The guitar-work is of huge importance. There is a variety in leads, with several tremolo-led chapters, mighty dueling excerpts and both discordant and refined melodies. And indeed; despite the unbelievable harshness, the melodic structures are remarkably well-thought. Sometimes it works truly mesmerizing, accompanying my mental state of subconsciousness to a level of semi-static hypnosis. In combination with those rabid growls, this causes both pleasure and discomfort.

All this gets, as mentioned, decorously supported by a monumental rhythm section. The whole meticulously executed string section (bass and rhythm guitars) lifts the leading part up to a niveau of utter sadistic satisfaction; in its totality, that whole stringed instrumentation rather sounds like a perverted wall of arrogantly executed sonic terror, a permanently growing tsunami one cannot escape from. And then those drums / percussions. Ah, so much variation, yet always perfectly fitting to the concept. Once in a while, it’s fast as lightning, destroying everything that comes its way; then again, the ritual / martial character of specific parts get colored in patterns of black and even more black. A mighty example is the Apocalyptic Doom hymn Affliction Of The Divine (which actually is a reinterpretation of an older track [not the sole one], by the way, originally taken from the so-called 2011-EP). If you would leave all instruments (voices included) behind, just in order to listen to the percussions, it would be a monumental composition on its own for sure.

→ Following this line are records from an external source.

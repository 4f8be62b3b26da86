// SPDX-License-Identifier: MPL-2.0
//! Skeleton shown in place of the slider surface until the first pages load.

use crate::ui::design_tokens::{palette, radius};
use iced::widget::canvas::{self, Canvas, Frame, Geometry, Path};
use iced::{mouse, Color, Element, Length, Point, Rectangle, Renderer, Size, Theme};
use std::time::Duration;

/// Duration of one shimmer sweep.
pub const SHIMMER_PERIOD: Duration = Duration::from_millis(1200);

const BASE: Color = palette::GRAY_100;
const HIGHLIGHT: Color = Color {
    a: 0.6,
    ..palette::WHITE
};
const BAND_FRACTION: f32 = 0.3;

/// Skeleton block with a moving highlight band.
#[derive(Debug, Clone, Copy)]
pub struct Skeleton {
    /// Position of the highlight, `0.0..1.0` across the width.
    phase: f32,
}

impl Skeleton {
    #[must_use]
    pub fn new(phase: f32) -> Self {
        Self {
            phase: phase.rem_euclid(1.0),
        }
    }

    /// Phase for a skeleton that has been visible for `elapsed`.
    #[must_use]
    pub fn at(elapsed: Duration) -> Self {
        let period = SHIMMER_PERIOD.as_millis();
        #[allow(clippy::cast_precision_loss)]
        let phase = (elapsed.as_millis() % period) as f32 / period as f32;
        Self::new(phase)
    }

    #[must_use]
    pub fn phase(&self) -> f32 {
        self.phase
    }
}

impl<Message> canvas::Program<Message> for Skeleton {
    type State = ();

    fn draw(
        &self,
        _state: &Self::State,
        renderer: &Renderer,
        _theme: &Theme,
        bounds: Rectangle,
        _cursor: mouse::Cursor,
    ) -> Vec<Geometry> {
        let mut frame = Frame::new(renderer, bounds.size());

        let block = Path::rounded_rectangle(Point::ORIGIN, bounds.size(), radius::MD.into());
        frame.fill(&block, BASE);

        // The band starts fully left of the block and ends fully right of it.
        let band_width = bounds.width * BAND_FRACTION;
        let travel = bounds.width + band_width;
        let band_x = self.phase * travel - band_width;
        let band = Path::rectangle(
            Point::new(band_x.max(0.0), 0.0),
            Size::new(
                (band_x + band_width).min(bounds.width) - band_x.max(0.0),
                bounds.height,
            ),
        );
        frame.fill(&band, HIGHLIGHT);

        vec![frame.into_geometry()]
    }
}

/// Skeleton sized exactly like the surface it stands in for.
pub fn view<'a, Message: 'a>(width: f32, height: f32, skeleton: Skeleton) -> Element<'a, Message> {
    Canvas::new(skeleton)
        .width(Length::Fixed(width))
        .height(Length::Fixed(height))
        .into()
}

#[cfg(test)]
mod tests {
    use super::*;
    use crate::test_utils::assert_abs_diff_eq;

    #[test]
    fn phase_wraps_into_unit_range() {
        assert_abs_diff_eq!(Skeleton::new(1.25).phase(), 0.25);
        assert_abs_diff_eq!(Skeleton::new(-0.25).phase(), 0.75);
    }

    #[test]
    fn phase_follows_elapsed_time() {
        assert_abs_diff_eq!(Skeleton::at(Duration::ZERO).phase(), 0.0);
        assert_abs_diff_eq!(Skeleton::at(SHIMMER_PERIOD / 2).phase(), 0.5, epsilon = 1e-4);
        assert_abs_diff_eq!(Skeleton::at(SHIMMER_PERIOD * 3).phase(), 0.0);
        assert_abs_diff_eq!(Skeleton::at(SHIMMER_PERIOD * 7 / 4).phase(), 0.75, epsilon = 1e-4);
    }

    #[test]
    fn highlight_is_distinct_from_base() {
        assert_ne!(BASE, HIGHLIGHT);
    }
}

Another thing I do admire is the apposition of Ambient passages. This goes for a limited amount of excerpts ‘within’ some compositions (cf. the album’s introduction), yet for two specific titles on the album too. It works like a nice counterbalance to the monumentally and monolithically heavy better part, and at the very same time it maintains that eldritch, horrific character of the whole album’s conceptual approach. Mingling gloomy drones, confusing percussions, frightening soundwaves and wretched / tortured voices, a ‘song’ (haha) like A.R.F.A. might sound at least as bleak and murky as the intense aural terror from the other elegies on Topheth.

Topheth is (more than) a worthy successor of Gash’khalah, somehow comparable yet introducing new accents, and maybe going little more in-depth too. Or, in short: a must!